Regrettably, but again following your example, I must also levy an establishment fee to cover the setting up of this new arrangement. May I wish you a happy, if ever so slightly less prosperous New Year?

Your Humble Client


Gotta Love Little Boys

Two young boys walked into a pharmacy one day, picked out a box of tampons and proceeded to the checkout counter.

The man at the counter asked the older boy, “Son, how old are you?”

“Eight,” the boy replied.

The man continued, “Do you know what these are used for?”

The boy replied, “Not exactly, but they aren't for me. They're for him. He's my brother. He's four. We saw on TV that if you use these you would be able to swim and ride a bike. Right now, he can't do either one.”


Perks of reaching 50 or being over 60 and heading towards 70!

1. Kidnappers are not very interested in you.

2. In a hostage situation you are likely to be released first.

3. No one expects you to run--anywhere.

4. People call at 9 PM and ask, did I wake you?

5. People no longer view you as a hypochondriac.

6. There is nothing left to learn the hard way.

7. Things you buy now won't wear out.

8. You can eat supper at 4 PM.

9. You can live without sex but not your glasses.

10. You get into heated arguments about pension plans.

11. You no longer think of speed limits as a challenge.

12. You quit trying to hold your stomach in no matter who walks into the room .

13. You sing along with elevator music.

14. Your eyes won't get much worse.

15. Your investment in health insurance is finally beginning to pay off.

16. Your joints are more accurate meteorologists than the national weather service.

17. Your secrets are safe with your friends because they can't remember them either.

18. Your supply of brain cells is finally down to manageable size.


Southern Preacher

As a young minister in Kentucky, I was asked by a funeral director to hold a graveside service for a homeless man, who had no family or friends. The funeral was to be held at a new cemetery, way back in the country, and this man would be the first to be buried there. I was not familiar with the backwoods area, and I soon became lost. Being a typical man, I did not stop to ask for directions.

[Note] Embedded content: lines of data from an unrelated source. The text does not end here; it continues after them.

//! Subscribe, subscriber administration, bulk send, and the new-subscriber
//! webhook.

use axum::extract::{Path, State};
use axum::http::{HeaderMap, StatusCode};
use axum::Json;
use oerc_site::{BulkEmail, SendOutcome, WelcomeOutcome};
use oerc_types::{NewsletterSubscriber, RecordId};
use serde::Deserialize;

use crate::auth::Caller;
use crate::error::ApiError;
use crate::state::AppState;

/// Header carrying the shared webhook secret.
pub const WEBHOOK_SECRET_HEADER: &str = "x-webhook-secret";

#[derive(Debug, Default, Deserialize)]
#[serde(default)]
pub struct SubscribeRequest {
    pub email: String,
}

pub async fn subscribe(
    State(state): State<AppState>,
    Json(body): Json<SubscribeRequest>,
) -> Result<(StatusCode, Json<NewsletterSubscriber>), ApiError> {
    let subscriber = state.site.newsletter.subscribe(&body.email).await?;
    Ok((StatusCode::CREATED, Json(subscriber)))
}

pub async fn list_subscribers(
    State(state): State<AppState>,
    caller: Caller,
) -> Result<Json<Vec<NewsletterSubscriber>>, ApiError> {
    let identity = caller.identity(&state).await?;
    Ok(Json(state.site.newsletter.list(identity.as_ref()).await?))
}

pub async fn remove_subscriber(
    State(state): State<AppState>,
    caller: Caller,
    Path(id): Path<String>,
) -> Result<StatusCode, ApiError> {
    let identity = caller.identity(&state).await?;
    let id: RecordId = id.parse()?;
    if state.site.newsletter.remove(identity.as_ref(), &id).await? {
        Ok(StatusCode::NO_CONTENT)
    } else {
        Err(ApiError::not_found(format!("subscriber not found: {id}")))
    }
}

pub async fn send_newsletter(
    State(state): State<AppState>,
    caller: Caller,
    Json(email): Json<BulkEmail>,
) -> Result<Json<SendOutcome>, ApiError> {
    let identity = caller.identity(&state).await?;
    let outcome = state.site.newsletter.send_bulk(identity.as_ref(), &email).await?;
    Ok(Json(outcome))
}

/// Row-insert notification: `{"record": {"email": ...}}`.
#[derive(Debug, Default, Deserialize)]
#[serde(default)]
pub struct SubscriberCreated {
    pub record: Option<CreatedRecord>,
}

#[derive(Debug, Default, Deserialize)]
#[serde(default)]
pub struct CreatedRecord {
    pub email: Option<String>,
}

pub async fn subscriber_created(
    State(state): State<AppState>,
    headers: HeaderMap,
    Json(payload): Json<SubscriberCreated>,
) -> Result<Json<WelcomeOutcome>, ApiError> {
    if let Some(secret) = &state.webhook_secret {
        let given = headers.get(WEBHOOK_SECRET_HEADER).and_then(|v| v.to_str().ok());
        if given != Some(secret.as_str()) {
            tracing::warn!("webhook call with a bad secret");
            return Err(ApiError::new(StatusCode::UNAUTHORIZED, "invalid webhook secret"));
        }
    }
    let email = payload
        .record
        .and_then(|r| r.email)
        .filter(|e| !e.trim().is_empty())
        .ok_or_else(|| ApiError::bad_request("Email is required"))?;
    Ok(Json(state.site.newsletter.welcome(&email).await?))
}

I finally arrived an hour late. I saw the backhoe and the open grave, but the hearse was nowhere in sight I felt badly that I had missed the mourners, but decided to go ahead with the service. The digging crew was still eating lunch, so I apologized to the workers for my tardiness, and I stepped to the side of the open grave. There I saw the vault lid already in place. I assured the workers I would not hold them up for long, as I told them that this was the proper thing to do.

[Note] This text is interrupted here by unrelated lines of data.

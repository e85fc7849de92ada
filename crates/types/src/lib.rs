//! Core types for the ticker simulator.
//!
//! Shared by every crate in the workspace: entity state, the update payloads
//! producers emit, the three-state [`Resource`] producers yield, and the
//! [`StatRecord`]s the statistics aggregator publishes.

mod entity;
mod identifiers;
mod stats;
mod update;

pub use entity::{round_price, Entity, Quote, PRICE_SCALE};
pub use identifiers::{EntityId, WorkerId};
pub use stats::StatRecord;
pub use update::{Category, FieldUpdate, Resource, UpdatePayload};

The workers gathered around the grave and stood silently, as I began to pour out my heart and soul. As I preached about “looking forward to a brighter tomorrow” and “the glory to come,” the workers joined in with “Amen,” “Praise the Lord,” and “Glory!” The fervor of these men truly inspired me. So, I preached and I preached ... all the way from Genesis to Revelation.

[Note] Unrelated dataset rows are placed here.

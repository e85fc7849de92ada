//! Deterministic fixtures shared by the workspace's tests.

use rust_decimal::Decimal;
use tickersim_types::{Entity, EntityId, Quote};

/// A single entity at index `id` with key `key` and round-number prices.
pub fn fixture_entity(id: usize, key: &str) -> Entity {
    let base = Decimal::from(100 + id as i64 * 10);
    Entity {
        id: EntityId(id),
        key: key.to_string(),
        name: format!("{key} Holdings"),
        ratio: format!("{}.5", 10 + id),
        quote: Quote {
            current: base,
            high: base + Decimal::ONE,
            low: base - Decimal::ONE,
            opening: base,
            closing: base,
        },
        last_worker: None,
    }
}

/// `n` entities with contiguous ids and keys `T0`, `T1`, ...
pub fn fixture_entities(n: usize) -> Vec<Entity> {
    (0..n).map(|i| fixture_entity(i, &format!("T{i}"))).collect()
}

I finally closed the lengthy service with a prayer, thanked the men, and walked to my car. As I was opening the door and taking off my coat, I heard one of the workers say to another, "I ain't NEVER seen nothin' like that before, and I've been puttin' in septic tanks for thirty years!”


The Confession

There once was a religious young woman who went to Confession.

Upon entering the confessional, she said, “Forgive me, Father, for I have sinned.”

The priest said, “Confess your sins and be forgiven.”

The young woman said, “Last night my boyfriend made mad passionate love to me seven times.”

The priest thought long and hard and then said, “Squeeze seven lemons into a glass and then drink the juice.”

The young woman asked, “Will this cleanse me of my sins?”

The priest said, “No, but it will wipe that silly smile off of your face.”